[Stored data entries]
==============================
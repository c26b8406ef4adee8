// =============================================================================
// Goodness-of-Fit Tests
// =============================================================================
//
// Normality:
//   - anderson:    Anderson-Darling A² against a normal with estimated
//                  mean and standard deviation
//   - shapiro:     Shapiro-Wilk W, Royston's approximation (3 ≤ n ≤ 5000)
//   - jarque_bera: skewness and excess kurtosis, JB ~ χ²(2)
//
// Distribution comparison:
//   - kstest:   one sample against a fully specified reference distribution
//   - ks_2samp: two samples against each other
//
// Frequencies:
//   - chisquare: observed category counts against expected counts
//
// KOLMOGOROV P-VALUES:
// --------------------
// Both KS tests use the asymptotic Kolmogorov distribution with Stephens'
// small-sample adjustment:
//
//     λ = (√n + 0.12 + 0.11/√n) · D
//     Q(λ) = 2 Σ_{k≥1} (−1)^{k−1} exp(−2k²λ²)
//
// where n is the sample size (or n₁n₂/(n₁+n₂) for two samples). One-sided
// tests use the Smirnov limit exp(−2nD²).
//
// =============================================================================

use std::collections::BTreeMap;
use std::f64::consts::PI;

use statrs::distribution::{ContinuousCDF, Exp, Normal, Uniform};

use crate::dispatch::ReferenceDistribution;
use crate::inference::{pvalue_chi2, Alternative};

use super::{check_non_empty, mean, sample_variance, Dof, RoutineError, RoutineOutput};

fn sorted(values: &[f64]) -> Vec<f64> {
    let mut v = values.to_vec();
    v.sort_by(f64::total_cmp);
    v
}

fn check_min_len(values: &[f64], minimum: usize) -> Result<(), RoutineError> {
    check_non_empty(values, "x")?;
    if values.len() < minimum {
        return Err(RoutineError::Degenerate(format!(
            "x needs at least {} observations, got {}",
            minimum,
            values.len()
        )));
    }
    Ok(())
}

// =============================================================================
// Kolmogorov-Smirnov
// =============================================================================

/// Upper tail of the Kolmogorov distribution.
fn kolmogorov_sf(lambda: f64) -> f64 {
    // Q(λ) is 1 to double precision below this point and the series
    // converges too slowly to be useful there.
    if lambda < 0.2 {
        return 1.0;
    }

    let mut sum = 0.0;
    let mut sign = 1.0;
    for k in 1..=100 {
        let k = k as f64;
        let term = (-2.0 * k * k * lambda * lambda).exp();
        sum += sign * term;
        if term < 1e-16 {
            break;
        }
        sign = -sign;
    }
    (2.0 * sum).clamp(0.0, 1.0)
}

fn ks_pvalue(d: f64, n: f64, alternative: Alternative) -> f64 {
    match alternative {
        Alternative::TwoSided => {
            let root = n.sqrt();
            kolmogorov_sf((root + 0.12 + 0.11 / root) * d)
        }
        _ => (-2.0 * n * d * d).exp().clamp(0.0, 1.0),
    }
}

fn reference_cdf(
    reference: &ReferenceDistribution,
    values: &[f64],
) -> Result<Vec<f64>, RoutineError> {
    let invalid = |e: &dyn std::fmt::Display| {
        RoutineError::InvalidValue(format!("invalid reference distribution: {}", e))
    };

    Ok(match *reference {
        ReferenceDistribution::Normal { mean, std_dev } => {
            let d = Normal::new(mean, std_dev).map_err(|e| invalid(&e))?;
            values.iter().map(|&v| d.cdf(v)).collect()
        }
        ReferenceDistribution::Uniform { low, high } => {
            let d = Uniform::new(low, high).map_err(|e| invalid(&e))?;
            values.iter().map(|&v| d.cdf(v)).collect()
        }
        ReferenceDistribution::Exponential { rate } => {
            let d = Exp::new(rate).map_err(|e| invalid(&e))?;
            values.iter().map(|&v| d.cdf(v)).collect()
        }
    })
}

/// One-sample Kolmogorov-Smirnov test against `reference`.
///
/// The statistic is D for a two-sided test, D+ for `Greater` and D− for
/// `Less`. Both one-sided distances are reported as auxiliaries.
pub fn kstest(
    x: &[f64],
    reference: &ReferenceDistribution,
    alternative: Alternative,
) -> Result<RoutineOutput, RoutineError> {
    check_non_empty(x, "x")?;
    let x = sorted(x);
    let n = x.len() as f64;
    let cdf = reference_cdf(reference, &x)?;

    let mut d_plus = 0.0_f64;
    let mut d_minus = 0.0_f64;
    for (i, f) in cdf.iter().enumerate() {
        d_plus = d_plus.max((i + 1) as f64 / n - f);
        d_minus = d_minus.max(f - i as f64 / n);
    }

    let d = match alternative {
        Alternative::TwoSided => d_plus.max(d_minus),
        Alternative::Greater => d_plus,
        Alternative::Less => d_minus,
    };

    Ok(RoutineOutput::new(d, ks_pvalue(d, n, alternative))
        .with_aux("d_plus", d_plus)
        .with_aux("d_minus", d_minus))
}

/// Number of values in sorted `s` that are ≤ `v`.
fn count_le(s: &[f64], v: f64) -> f64 {
    s.partition_point(|a| *a <= v) as f64
}

/// Two-sample Kolmogorov-Smirnov test.
///
/// D+ is the largest amount by which the empirical CDF of x exceeds that of y.
pub fn ks_2samp(
    x: &[f64],
    y: &[f64],
    alternative: Alternative,
) -> Result<RoutineOutput, RoutineError> {
    check_non_empty(x, "x")?;
    check_non_empty(y, "y")?;
    let x = sorted(x);
    let y = sorted(y);
    let (n1, n2) = (x.len() as f64, y.len() as f64);

    let mut d_plus = 0.0_f64;
    let mut d_minus = 0.0_f64;
    for &v in x.iter().chain(&y) {
        let diff = count_le(&x, v) / n1 - count_le(&y, v) / n2;
        d_plus = d_plus.max(diff);
        d_minus = d_minus.max(-diff);
    }

    let d = match alternative {
        Alternative::TwoSided => d_plus.max(d_minus),
        Alternative::Greater => d_plus,
        Alternative::Less => d_minus,
    };
    let effective_n = n1 * n2 / (n1 + n2);

    Ok(RoutineOutput::new(d, ks_pvalue(d, effective_n, alternative))
        .with_aux("d_plus", d_plus)
        .with_aux("d_minus", d_minus))
}

// =============================================================================
// Anderson-Darling
// =============================================================================

/// Critical values of the adjusted statistic at 15%, 10%, 5%, 2.5% and 1%.
const ANDERSON_CRITICAL: [(&str, f64); 5] = [
    ("critical_15", 0.576),
    ("critical_10", 0.656),
    ("critical_5", 0.787),
    ("critical_2_5", 0.918),
    ("critical_1", 1.092),
];

/// Anderson-Darling test for normality.
///
/// The statistic is A². Auxiliaries carry the small-sample adjusted
/// `a2_star` and the critical values for A² at n.
pub fn anderson(x: &[f64]) -> Result<RoutineOutput, RoutineError> {
    check_min_len(x, 2)?;
    let x = sorted(x);
    let n = x.len() as f64;
    let m = mean(&x);
    let s = sample_variance(&x).sqrt();
    if s == 0.0 {
        return Err(RoutineError::Degenerate("x has zero variance".to_string()));
    }

    let normal = Normal::standard();
    let z: Vec<f64> = x.iter().map(|v| (v - m) / s).collect();
    let sum: f64 = (0..x.len())
        .map(|i| {
            let log_cdf = normal.cdf(z[i]).max(f64::MIN_POSITIVE).ln();
            let log_sf = normal.sf(z[x.len() - 1 - i]).max(f64::MIN_POSITIVE).ln();
            (2.0 * i as f64 + 1.0) * (log_cdf + log_sf)
        })
        .sum();
    let a2 = -n - sum / n;

    let a2_star = a2 * (1.0 + 0.75 / n + 2.25 / (n * n));
    let pvalue = anderson_pvalue(a2_star);

    let scale = 1.0 + 4.0 / n - 25.0 / (n * n);
    let mut output = RoutineOutput::new(a2, pvalue).with_aux("a2_star", a2_star);
    for (key, value) in ANDERSON_CRITICAL {
        output = output.with_aux(key, (value / scale * 1000.0).round() / 1000.0);
    }
    Ok(output)
}

/// D'Agostino & Stephens approximation for the adjusted A².
fn anderson_pvalue(a: f64) -> f64 {
    let p = if a >= 0.6 {
        (1.2937 - 5.709 * a + 0.0186 * a * a).exp()
    } else if a >= 0.34 {
        (0.9177 - 4.279 * a - 1.38 * a * a).exp()
    } else if a >= 0.2 {
        1.0 - (-8.318 + 42.796 * a - 59.938 * a * a).exp()
    } else {
        1.0 - (-13.436 + 101.14 * a - 223.73 * a * a).exp()
    };
    p.clamp(0.0, 1.0)
}

// =============================================================================
// Shapiro-Wilk
// =============================================================================

fn poly(coefficients: &[f64], x: f64) -> f64 {
    coefficients.iter().rev().fold(0.0, |acc, c| acc * x + c)
}

/// Shapiro-Wilk test for normality (Royston 1995).
pub fn shapiro(x: &[f64]) -> Result<RoutineOutput, RoutineError> {
    check_min_len(x, 3)?;
    if x.len() > 5000 {
        return Err(RoutineError::InvalidValue(format!(
            "Shapiro-Wilk supports at most 5000 observations, got {}",
            x.len()
        )));
    }

    let x = sorted(x);
    let n = x.len();
    let nf = n as f64;
    let ssq = super::sum_sq_dev(&x);
    if ssq == 0.0 || x[n - 1] - x[0] <= 0.0 {
        return Err(RoutineError::Degenerate("x has zero variance".to_string()));
    }

    let a = shapiro_coefficients(n);
    let numerator: f64 = a.iter().zip(&x).map(|(a, v)| a * v).sum();
    let w = (numerator * numerator / ssq).min(1.0);

    Ok(RoutineOutput::new(w, shapiro_pvalue(w, nf)))
}

/// Royston's approximation of the Shapiro-Wilk coefficients, ascending
/// (antisymmetric: a[i] = −a[n−1−i]).
fn shapiro_coefficients(n: usize) -> Vec<f64> {
    let mut a = vec![0.0; n];
    if n == 3 {
        a[0] = -std::f64::consts::FRAC_1_SQRT_2;
        a[2] = std::f64::consts::FRAC_1_SQRT_2;
        return a;
    }

    let normal = Normal::standard();
    let nf = n as f64;
    let m: Vec<f64> = (1..=n)
        .map(|i| normal.inverse_cdf((i as f64 - 0.375) / (nf + 0.25)))
        .collect();
    let mm: f64 = m.iter().map(|v| v * v).sum();
    let u = 1.0 / nf.sqrt();

    let c1 = [0.0, 0.221157, -0.147981, -2.071190, 4.434685, -2.706056];
    let c2 = [0.0, 0.042981, -0.293762, -1.752461, 5.682633, -3.582633];

    let last = m[n - 1] / mm.sqrt() + poly(&c1, u);
    if n > 5 {
        let second = m[n - 2] / mm.sqrt() + poly(&c2, u);
        let phi = (mm - 2.0 * m[n - 1].powi(2) - 2.0 * m[n - 2].powi(2))
            / (1.0 - 2.0 * last.powi(2) - 2.0 * second.powi(2));
        for i in 2..n - 2 {
            a[i] = m[i] / phi.sqrt();
        }
        a[0] = -last;
        a[1] = -second;
        a[n - 2] = second;
        a[n - 1] = last;
    } else {
        let phi = (mm - 2.0 * m[n - 1].powi(2)) / (1.0 - 2.0 * last.powi(2));
        for i in 1..n - 1 {
            a[i] = m[i] / phi.sqrt();
        }
        a[0] = -last;
        a[n - 1] = last;
    }
    a
}

fn shapiro_pvalue(w: f64, n: f64) -> f64 {
    if n == 3.0 {
        // Exact for n = 3
        let p = 6.0 / PI * (w.sqrt().asin() - (0.75_f64).sqrt().asin());
        return p.clamp(0.0, 1.0);
    }

    let y = (1.0 - w).ln();
    let normal = Normal::standard();

    let z = if n <= 11.0 {
        let gamma = poly(&[-2.273, 0.459], n);
        if y >= gamma {
            return 0.0;
        }
        let mu = poly(&[0.5440, -0.39978, 0.025054, -6.714e-4], n);
        let sigma = poly(&[1.3822, -0.77857, 0.062767, -0.0020322], n).exp();
        (-(gamma - y).ln() - mu) / sigma
    } else {
        let ln_n = n.ln();
        let mu = poly(&[-1.5861, -0.31082, -0.083751, 0.0038915], ln_n);
        let sigma = poly(&[-0.4803, -0.082676, 0.0030302], ln_n).exp();
        (y - mu) / sigma
    };

    normal.sf(z).clamp(0.0, 1.0)
}

// =============================================================================
// Jarque-Bera
// =============================================================================

/// Jarque-Bera test from sample skewness and excess kurtosis.
pub fn jarque_bera(x: &[f64]) -> Result<RoutineOutput, RoutineError> {
    check_min_len(x, 2)?;
    let n = x.len() as f64;
    let m = mean(x);

    let (mut m2, mut m3, mut m4) = (0.0, 0.0, 0.0);
    for v in x {
        let d = v - m;
        let d2 = d * d;
        m2 += d2;
        m3 += d2 * d;
        m4 += d2 * d2;
    }
    m2 /= n;
    m3 /= n;
    m4 /= n;

    if m2 == 0.0 {
        return Err(RoutineError::Degenerate("x has zero variance".to_string()));
    }

    let skewness = m3 / m2.powf(1.5);
    let kurtosis = m4 / (m2 * m2) - 3.0;
    let jb = n / 6.0 * (skewness * skewness + kurtosis * kurtosis / 4.0);

    Ok(RoutineOutput::new(jb, pvalue_chi2(jb, 2.0))
        .with_dof(Dof::One(2.0))
        .with_aux("skewness", skewness)
        .with_aux("kurtosis", kurtosis))
}

// =============================================================================
// Chi-Square Goodness of Fit
// =============================================================================

/// Chi-square goodness-of-fit test on category counts.
///
/// # Arguments
/// * `labels` - One label per observation
/// * `expected` - Expected frequencies in sorted category order; rescaled to
///   the observed total. Uniform when `None`.
pub fn chisquare(labels: &[String], expected: Option<&[f64]>) -> Result<RoutineOutput, RoutineError> {
    if labels.is_empty() {
        return Err(RoutineError::EmptyInput("x has no observations".to_string()));
    }

    let mut counts: BTreeMap<&str, f64> = BTreeMap::new();
    for label in labels {
        *counts.entry(label.as_str()).or_insert(0.0) += 1.0;
    }
    let observed: Vec<f64> = counts.into_values().collect();
    let k = observed.len();
    if k < 2 {
        return Err(RoutineError::Degenerate(
            "need at least two categories".to_string(),
        ));
    }
    let total = labels.len() as f64;

    let expected: Vec<f64> = match expected {
        None => vec![total / k as f64; k],
        Some(e) => {
            if e.len() != k {
                return Err(RoutineError::DimensionMismatch(format!(
                    "{} expected frequencies for {} observed categories",
                    e.len(),
                    k
                )));
            }
            if e.iter().any(|v| !v.is_finite() || *v <= 0.0) {
                return Err(RoutineError::InvalidValue(
                    "expected frequencies must be positive and finite".to_string(),
                ));
            }
            let scale = total / e.iter().sum::<f64>();
            e.iter().map(|v| v * scale).collect()
        }
    };

    let statistic: f64 = observed
        .iter()
        .zip(&expected)
        .map(|(o, e)| (o - e) * (o - e) / e)
        .sum();
    let df = k as f64 - 1.0;

    Ok(RoutineOutput::new(statistic, pvalue_chi2(statistic, df)).with_dof(Dof::One(df)))
}

// =============================================================================
// Tests
// =============================================================================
==============================
**To do**
Search the data for the string "against" and copy every line where it appears.

**Exercise response**
//   - anderson:    Anderson-Darling A² against a normal with estimated
//   - kstest:   one sample against a fully specified reference distribution
//   - ks_2samp: two samples against each other
//   - chisquare: observed category counts against expected counts
/// One-sample Kolmogorov-Smirnov test against `reference`.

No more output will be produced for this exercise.